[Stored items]
--*--

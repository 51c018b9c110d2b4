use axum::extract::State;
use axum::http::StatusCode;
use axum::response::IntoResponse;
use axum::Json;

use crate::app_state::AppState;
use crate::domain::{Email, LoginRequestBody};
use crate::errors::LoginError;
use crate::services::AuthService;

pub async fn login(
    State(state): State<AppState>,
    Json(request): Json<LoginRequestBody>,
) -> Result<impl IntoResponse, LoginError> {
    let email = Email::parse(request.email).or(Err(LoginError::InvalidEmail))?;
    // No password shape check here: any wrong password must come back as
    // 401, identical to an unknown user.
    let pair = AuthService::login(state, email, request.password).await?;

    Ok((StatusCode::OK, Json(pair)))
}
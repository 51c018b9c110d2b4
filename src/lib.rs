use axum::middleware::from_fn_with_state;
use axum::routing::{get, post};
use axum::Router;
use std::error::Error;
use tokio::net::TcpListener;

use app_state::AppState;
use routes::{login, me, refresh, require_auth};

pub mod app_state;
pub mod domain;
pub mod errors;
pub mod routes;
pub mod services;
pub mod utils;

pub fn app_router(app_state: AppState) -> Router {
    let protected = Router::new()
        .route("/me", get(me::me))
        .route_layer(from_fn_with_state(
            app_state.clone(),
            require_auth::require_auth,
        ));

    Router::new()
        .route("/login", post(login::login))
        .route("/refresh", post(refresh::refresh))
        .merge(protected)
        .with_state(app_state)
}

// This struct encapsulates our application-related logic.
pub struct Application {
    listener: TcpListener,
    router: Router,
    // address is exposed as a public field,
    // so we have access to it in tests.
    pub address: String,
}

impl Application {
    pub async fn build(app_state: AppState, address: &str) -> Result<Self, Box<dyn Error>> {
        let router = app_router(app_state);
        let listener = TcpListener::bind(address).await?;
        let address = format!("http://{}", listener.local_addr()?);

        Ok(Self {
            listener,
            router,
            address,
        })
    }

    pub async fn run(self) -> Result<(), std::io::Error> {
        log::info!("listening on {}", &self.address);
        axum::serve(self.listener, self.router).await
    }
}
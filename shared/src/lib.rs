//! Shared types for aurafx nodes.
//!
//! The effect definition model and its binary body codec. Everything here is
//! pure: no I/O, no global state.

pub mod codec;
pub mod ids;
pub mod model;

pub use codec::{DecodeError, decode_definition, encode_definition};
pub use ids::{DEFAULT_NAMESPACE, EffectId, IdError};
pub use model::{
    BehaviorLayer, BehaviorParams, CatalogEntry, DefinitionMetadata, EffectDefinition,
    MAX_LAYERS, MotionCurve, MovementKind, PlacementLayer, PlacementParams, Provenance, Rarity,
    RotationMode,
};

--*--

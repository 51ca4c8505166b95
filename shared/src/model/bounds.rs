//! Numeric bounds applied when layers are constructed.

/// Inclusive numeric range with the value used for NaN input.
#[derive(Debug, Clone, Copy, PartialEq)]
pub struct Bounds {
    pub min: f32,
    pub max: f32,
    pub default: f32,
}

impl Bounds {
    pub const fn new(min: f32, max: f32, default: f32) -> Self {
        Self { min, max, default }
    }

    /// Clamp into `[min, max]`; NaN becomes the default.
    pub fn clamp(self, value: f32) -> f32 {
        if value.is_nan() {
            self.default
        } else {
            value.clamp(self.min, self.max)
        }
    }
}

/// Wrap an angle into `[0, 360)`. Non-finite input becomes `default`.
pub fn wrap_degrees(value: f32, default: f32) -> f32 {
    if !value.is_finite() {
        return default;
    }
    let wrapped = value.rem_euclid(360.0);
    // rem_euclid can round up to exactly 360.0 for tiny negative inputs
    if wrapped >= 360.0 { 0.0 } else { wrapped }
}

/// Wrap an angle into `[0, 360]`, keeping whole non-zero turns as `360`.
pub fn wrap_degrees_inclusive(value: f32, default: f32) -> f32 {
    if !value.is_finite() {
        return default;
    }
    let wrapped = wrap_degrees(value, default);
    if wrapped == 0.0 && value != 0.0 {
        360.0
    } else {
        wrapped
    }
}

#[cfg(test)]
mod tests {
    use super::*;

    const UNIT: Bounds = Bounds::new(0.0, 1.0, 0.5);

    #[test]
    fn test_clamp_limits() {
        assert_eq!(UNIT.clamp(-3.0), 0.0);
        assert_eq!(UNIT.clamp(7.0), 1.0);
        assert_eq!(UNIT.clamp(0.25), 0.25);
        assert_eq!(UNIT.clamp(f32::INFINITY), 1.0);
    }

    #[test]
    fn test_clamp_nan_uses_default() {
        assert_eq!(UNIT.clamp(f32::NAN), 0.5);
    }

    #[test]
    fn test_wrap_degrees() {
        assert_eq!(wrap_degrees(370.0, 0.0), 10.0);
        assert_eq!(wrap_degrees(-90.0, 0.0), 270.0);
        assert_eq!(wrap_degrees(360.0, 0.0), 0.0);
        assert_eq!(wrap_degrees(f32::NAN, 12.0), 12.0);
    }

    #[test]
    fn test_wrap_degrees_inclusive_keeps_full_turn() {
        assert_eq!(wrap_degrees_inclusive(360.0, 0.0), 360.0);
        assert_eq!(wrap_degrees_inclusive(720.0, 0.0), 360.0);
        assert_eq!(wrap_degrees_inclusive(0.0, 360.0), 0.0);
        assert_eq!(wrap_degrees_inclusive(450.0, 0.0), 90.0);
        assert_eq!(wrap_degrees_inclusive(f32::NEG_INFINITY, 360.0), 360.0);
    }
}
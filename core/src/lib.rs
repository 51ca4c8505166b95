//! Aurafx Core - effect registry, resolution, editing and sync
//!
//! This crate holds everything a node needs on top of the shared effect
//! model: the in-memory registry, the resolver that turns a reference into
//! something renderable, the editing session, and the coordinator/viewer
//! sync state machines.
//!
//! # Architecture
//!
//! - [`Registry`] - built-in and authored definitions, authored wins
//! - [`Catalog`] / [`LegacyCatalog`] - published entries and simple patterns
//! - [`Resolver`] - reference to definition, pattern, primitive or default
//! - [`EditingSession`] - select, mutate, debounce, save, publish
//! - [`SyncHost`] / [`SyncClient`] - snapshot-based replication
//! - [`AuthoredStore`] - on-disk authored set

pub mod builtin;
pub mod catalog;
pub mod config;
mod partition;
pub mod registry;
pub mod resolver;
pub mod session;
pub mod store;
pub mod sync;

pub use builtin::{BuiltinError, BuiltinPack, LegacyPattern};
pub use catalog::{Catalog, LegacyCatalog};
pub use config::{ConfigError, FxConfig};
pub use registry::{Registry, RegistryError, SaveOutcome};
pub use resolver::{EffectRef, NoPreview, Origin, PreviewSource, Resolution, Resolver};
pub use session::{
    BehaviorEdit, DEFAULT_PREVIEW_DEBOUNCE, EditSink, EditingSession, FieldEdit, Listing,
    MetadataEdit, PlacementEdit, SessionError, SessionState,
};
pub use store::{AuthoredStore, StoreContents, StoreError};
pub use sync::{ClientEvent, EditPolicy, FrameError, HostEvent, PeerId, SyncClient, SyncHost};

--*--

◆ TASK ITEM ◆
Show all lines above that contain "pair".

◆ SOLUTION TO THE EXERCISE ◆
    let pair = AuthService::login(state, email, request.password).await?;
    Ok((StatusCode::OK, Json(pair)))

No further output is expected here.